### Problem description
Copy exactly the lines from the first line of the records below through the line containing "a 200 response", including both, and nothing else.

### The records
*** Begin section ***

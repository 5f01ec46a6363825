//! HTTP error mapping (§7 Error Handling Design table), grounded on the
//! teacher's `api_error` helper (`{"error": "<message>"}` JSON body) but
//! extended to the turn pipeline's richer taxonomy: most collaborator
//! failures never reach here at all — `runtime::turn::run` absorbs them
//! into a 200 response carrying a negative task code, per §7's "no HTTP
//! error" column. Only the few variants that fail before a turn begins
//! (auth, credit preflight, request validation) surface as real HTTP
//! error statuses.

use axum::http::StatusCode;
use axum::response::{IntoResponse, Response};
use axum::Json;
use rsa_domain::error::Error;

pub fn into_response(err: &Error) -> Response {
    let (status, message) = match err {
        Error::AuthMissing(msg) => (StatusCode::UNAUTHORIZED, msg.clone()),
        Error::InsufficientCredit => (StatusCode::PAYMENT_REQUIRED, "insufficient credit".to_string()),
        Error::Validation(msg) => (StatusCode::BAD_REQUEST, msg.clone()),
        Error::UserAbort
        | Error::UpstreamTimeout(_)
        | Error::UpstreamNetwork(_)
        | Error::UpstreamAuth(_)
        | Error::HandlerFailure(_) => {
            // These are carried in the 200 turn response body as a negative
            // task code (§7); a caller reaching this arm hit one outside
            // that flow (e.g. a standalone abort/status lookup), so report
            // it as a plain server error rather than inventing a status.
            (StatusCode::INTERNAL_SERVER_ERROR, err.to_string())
        }
        Error::PersistenceFailure(msg) => {
            tracing::warn!(error = %msg, "persistence failure reached the HTTP boundary");
            (StatusCode::INTERNAL_SERVER_ERROR, "internal error".to_string())
        }
        Error::Io(_) | Error::Json(_) | Error::Http(_) | Error::Config(_) | Error::Provider { .. } | Error::Other(_) => {
            (StatusCode::INTERNAL_SERVER_ERROR, err.to_string())
        }
    };

    (status, Json(serde_json::json!({ "error": message }))).into_response()
}

pub struct ApiError(pub Error);

impl From<Error> for ApiError {
    fn from(e: Error) -> Self {
        Self(e)
    }
}

impl IntoResponse for ApiError {
    fn into_response(self) -> Response {
        into_response(&self.0)
    }
}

*** End section ***

### Response to this task
repository 5f01ec46a6363825
//! HTTP error mapping (§7 Error Handling Design table), grounded on the
//! teacher's `api_error` helper (`{"error": "<message>"}` JSON body) but
//! extended to the turn pipeline's richer taxonomy: most collaborator
//! failures never reach here at all — `runtime::turn::run` absorbs them
//! into a 200 response carrying a negative task code, per §7's "no HTTP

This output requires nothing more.